**WORK TO COMPLETE**
Output the records that follow, with every character intact.

**TASK MATERIAL**
■ ■ ■ ■
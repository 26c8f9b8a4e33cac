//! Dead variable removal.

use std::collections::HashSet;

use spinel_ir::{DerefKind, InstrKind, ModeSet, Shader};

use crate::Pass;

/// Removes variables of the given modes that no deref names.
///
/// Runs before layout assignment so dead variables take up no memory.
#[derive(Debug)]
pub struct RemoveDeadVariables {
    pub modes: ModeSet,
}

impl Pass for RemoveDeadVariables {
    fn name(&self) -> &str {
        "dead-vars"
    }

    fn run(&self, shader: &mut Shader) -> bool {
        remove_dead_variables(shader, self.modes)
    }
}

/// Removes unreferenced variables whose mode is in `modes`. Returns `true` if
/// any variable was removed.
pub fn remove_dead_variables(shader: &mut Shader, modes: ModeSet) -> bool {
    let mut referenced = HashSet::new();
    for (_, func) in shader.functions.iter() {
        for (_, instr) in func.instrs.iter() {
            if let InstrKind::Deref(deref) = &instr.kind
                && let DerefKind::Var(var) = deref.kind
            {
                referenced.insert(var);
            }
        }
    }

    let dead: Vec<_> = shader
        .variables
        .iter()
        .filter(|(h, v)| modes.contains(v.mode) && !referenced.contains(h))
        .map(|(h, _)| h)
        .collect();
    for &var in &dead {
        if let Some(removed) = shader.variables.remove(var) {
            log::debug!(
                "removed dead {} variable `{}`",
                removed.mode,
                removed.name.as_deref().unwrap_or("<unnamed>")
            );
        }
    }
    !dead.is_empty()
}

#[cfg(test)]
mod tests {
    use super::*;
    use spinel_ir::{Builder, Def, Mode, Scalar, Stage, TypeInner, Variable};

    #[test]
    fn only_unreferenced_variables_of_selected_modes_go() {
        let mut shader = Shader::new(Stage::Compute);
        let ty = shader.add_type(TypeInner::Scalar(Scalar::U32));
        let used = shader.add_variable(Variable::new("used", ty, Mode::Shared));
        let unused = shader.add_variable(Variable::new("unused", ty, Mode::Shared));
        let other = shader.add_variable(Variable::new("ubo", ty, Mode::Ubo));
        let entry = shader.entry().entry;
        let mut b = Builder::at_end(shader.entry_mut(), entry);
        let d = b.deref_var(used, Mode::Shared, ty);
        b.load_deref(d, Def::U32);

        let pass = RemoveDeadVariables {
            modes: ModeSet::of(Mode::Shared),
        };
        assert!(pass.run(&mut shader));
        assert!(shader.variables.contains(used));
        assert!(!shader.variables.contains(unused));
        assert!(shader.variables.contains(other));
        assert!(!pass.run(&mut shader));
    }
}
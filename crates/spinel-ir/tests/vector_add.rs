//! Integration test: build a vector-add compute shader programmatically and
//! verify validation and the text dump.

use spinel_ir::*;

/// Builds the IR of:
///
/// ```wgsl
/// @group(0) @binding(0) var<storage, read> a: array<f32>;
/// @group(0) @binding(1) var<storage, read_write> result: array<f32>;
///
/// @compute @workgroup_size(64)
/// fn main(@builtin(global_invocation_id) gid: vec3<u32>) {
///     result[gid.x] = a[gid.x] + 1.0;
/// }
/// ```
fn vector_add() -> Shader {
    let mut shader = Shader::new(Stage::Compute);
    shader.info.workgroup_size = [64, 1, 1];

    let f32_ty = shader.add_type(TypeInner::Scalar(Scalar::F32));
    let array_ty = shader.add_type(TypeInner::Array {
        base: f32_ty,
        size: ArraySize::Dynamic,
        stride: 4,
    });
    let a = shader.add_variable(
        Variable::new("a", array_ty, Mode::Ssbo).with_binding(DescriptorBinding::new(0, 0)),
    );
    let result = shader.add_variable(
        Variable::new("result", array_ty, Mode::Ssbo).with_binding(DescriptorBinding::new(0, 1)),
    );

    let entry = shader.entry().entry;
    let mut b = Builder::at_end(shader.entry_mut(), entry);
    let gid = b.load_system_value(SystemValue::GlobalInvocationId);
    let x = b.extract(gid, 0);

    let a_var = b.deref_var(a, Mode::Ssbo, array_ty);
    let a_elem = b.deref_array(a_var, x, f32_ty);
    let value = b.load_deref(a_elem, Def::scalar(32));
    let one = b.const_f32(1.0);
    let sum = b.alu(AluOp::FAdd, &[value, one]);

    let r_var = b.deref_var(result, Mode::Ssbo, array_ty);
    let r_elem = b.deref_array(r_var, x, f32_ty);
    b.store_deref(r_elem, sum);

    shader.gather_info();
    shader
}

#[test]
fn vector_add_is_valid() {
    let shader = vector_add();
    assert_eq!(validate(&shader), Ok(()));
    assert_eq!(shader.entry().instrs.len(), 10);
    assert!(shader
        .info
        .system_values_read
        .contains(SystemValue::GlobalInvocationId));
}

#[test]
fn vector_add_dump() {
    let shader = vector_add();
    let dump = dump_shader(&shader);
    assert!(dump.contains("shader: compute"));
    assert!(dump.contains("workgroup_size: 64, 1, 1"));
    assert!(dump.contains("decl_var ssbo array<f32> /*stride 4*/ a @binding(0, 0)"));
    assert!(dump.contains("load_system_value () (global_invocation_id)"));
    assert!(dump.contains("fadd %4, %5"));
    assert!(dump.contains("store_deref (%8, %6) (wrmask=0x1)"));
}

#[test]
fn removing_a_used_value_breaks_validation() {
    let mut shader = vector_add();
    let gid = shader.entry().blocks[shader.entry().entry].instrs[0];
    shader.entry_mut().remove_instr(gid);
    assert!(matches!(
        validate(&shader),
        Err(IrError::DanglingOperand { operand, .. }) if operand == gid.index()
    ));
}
■ ■ ■ ■
**RESULT OF THIS TASK**
repository 26c8f9b8a4e33cac
//! Dead variable removal.

use std::collections::HashSet;

use spinel_ir::{DerefKind, InstrKind, ModeSet, Shader};

use crate::Pass;

/// Removes variables of the given modes that no deref names.
///
/// Runs before layout assignment so dead variables take up no memory.
#[derive(Debug)]
pub struct RemoveDeadVariables {
    pub modes: ModeSet,
}

impl Pass for RemoveDeadVariables {
    fn name(&self) -> &str {
        "dead-vars"
    }

    fn run(&self, shader: &mut Shader) -> bool {
        remove_dead_variables(shader, self.modes)
    }
}

/// Removes unreferenced variables whose mode is in `modes`. Returns `true` if
/// any variable was removed.
pub fn remove_dead_variables(shader: &mut Shader, modes: ModeSet) -> bool {
    let mut referenced = HashSet::new();
    for (_, func) in shader.functions.iter() {
        for (_, instr) in func.instrs.iter() {
            if let InstrKind::Deref(deref) = &instr.kind
                && let DerefKind::Var(var) = deref.kind
            {
                referenced.insert(var);
            }
        }
    }

    let dead: Vec<_> = shader
        .variables
        .iter()
        .filter(|(h, v)| modes.contains(v.mode) && !referenced.contains(h))
        .map(|(h, _)| h)
        .collect();
    for &var in &dead {
        if let Some(removed) = shader.variables.remove(var) {
            log::debug!(
                "removed dead {} variable `{}`",
                removed.mode,
                removed.name.as_deref().unwrap_or("<unnamed>")
            );
        }
    }
    !dead.is_empty()
}

#[cfg(test)]
mod tests {
    use super::*;
    use spinel_ir::{Builder, Def, Mode, Scalar, Stage, TypeInner, Variable};

    #[test]
    fn only_unreferenced_variables_of_selected_modes_go() {
        let mut shader = Shader::new(Stage::Compute);
        let ty = shader.add_type(TypeInner::Scalar(Scalar::U32));
        let used = shader.add_variable(Variable::new("used", ty, Mode::Shared));
        let unused = shader.add_variable(Variable::new("unused", ty, Mode::Shared));
        let other = shader.add_variable(Variable::new("ubo", ty, Mode::Ubo));
        let entry = shader.entry().entry;
        let mut b = Builder::at_end(shader.entry_mut(), entry);
        let d = b.deref_var(used, Mode::Shared, ty);
        b.load_deref(d, Def::U32);

        let pass = RemoveDeadVariables {
            modes: ModeSet::of(Mode::Shared),
        };
        assert!(pass.run(&mut shader));
        assert!(shader.variables.contains(used));
        assert!(!shader.variables.contains(unused));
        assert!(shader.variables.contains(other));
        assert!(!pass.run(&mut shader));
    }
}
filename crates/spinel-ir/tests/vector_add.rs
//! Integration test: build a vector-add compute shader programmatically and
//! verify validation and the text dump.

use spinel_ir::*;

/// Builds the IR of:
///
/// ```wgsl
/// @group(0) @binding(0) var<storage, read> a: array<f32>;
/// @group(0) @binding(1) var<storage, read_write> result: array<f32>;
///
/// @compute @workgroup_size(64)
/// fn main(@builtin(global_invocation_id) gid: vec3<u32>) {
///     result[gid.x] = a[gid.x] + 1.0;
/// }
/// ```
fn vector_add() -> Shader {
    let mut shader = Shader::new(Stage::Compute);
    shader.info.workgroup_size = [64, 1, 1];

    let f32_ty = shader.add_type(TypeInner::Scalar(Scalar::F32));
    let array_ty = shader.add_type(TypeInner::Array {
        base: f32_ty,
        size: ArraySize::Dynamic,
        stride: 4,
    });
    let a = shader.add_variable(
        Variable::new("a", array_ty, Mode::Ssbo).with_binding(DescriptorBinding::new(0, 0)),
    );
    let result = shader.add_variable(
        Variable::new("result", array_ty, Mode::Ssbo).with_binding(DescriptorBinding::new(0, 1)),
    );

    let entry = shader.entry().entry;
    let mut b = Builder::at_end(shader.entry_mut(), entry);
    let gid = b.load_system_value(SystemValue::GlobalInvocationId);
    let x = b.extract(gid, 0);

    let a_var = b.deref_var(a, Mode::Ssbo, array_ty);
    let a_elem = b.deref_array(a_var, x, f32_ty);
    let value = b.load_deref(a_elem, Def::scalar(32));
    let one = b.const_f32(1.0);
    let sum = b.alu(AluOp::FAdd, &[value, one]);

    let r_var = b.deref_var(result, Mode::Ssbo, array_ty);
    let r_elem = b.deref_array(r_var, x, f32_ty);
    b.store_deref(r_elem, sum);

    shader.gather_info();
    shader
}

#[test]
fn vector_add_is_valid() {
    let shader = vector_add();
    assert_eq!(validate(&shader), Ok(()));
    assert_eq!(shader.entry().instrs.len(), 10);
    assert!(shader
        .info
        .system_values_read
        .contains(SystemValue::GlobalInvocationId));
}

#[test]
fn vector_add_dump() {
    let shader = vector_add();
    let dump = dump_shader(&shader);
    assert!(dump.contains("shader: compute"));
    assert!(dump.contains("workgroup_size: 64, 1, 1"));
    assert!(dump.contains("decl_var ssbo array<f32> /*stride 4*/ a @binding(0, 0)"));
    assert!(dump.contains("load_system_value () (global_invocation_id)"));
    assert!(dump.contains("fadd %4, %5"));
    assert!(dump.contains("store_deref (%8, %6) (wrmask=0x1)"));
}

#[test]
fn removing_a_used_value_breaks_validation() {
    let mut shader = vector_add();
    let gid = shader.entry().blocks[shader.entry().entry].instrs[0];
    shader.entry_mut().remove_instr(gid);
    assert!(matches!(
        validate(&shader),
        Err(IrError::DanglingOperand { operand, .. }) if operand == gid.index()
    ));
}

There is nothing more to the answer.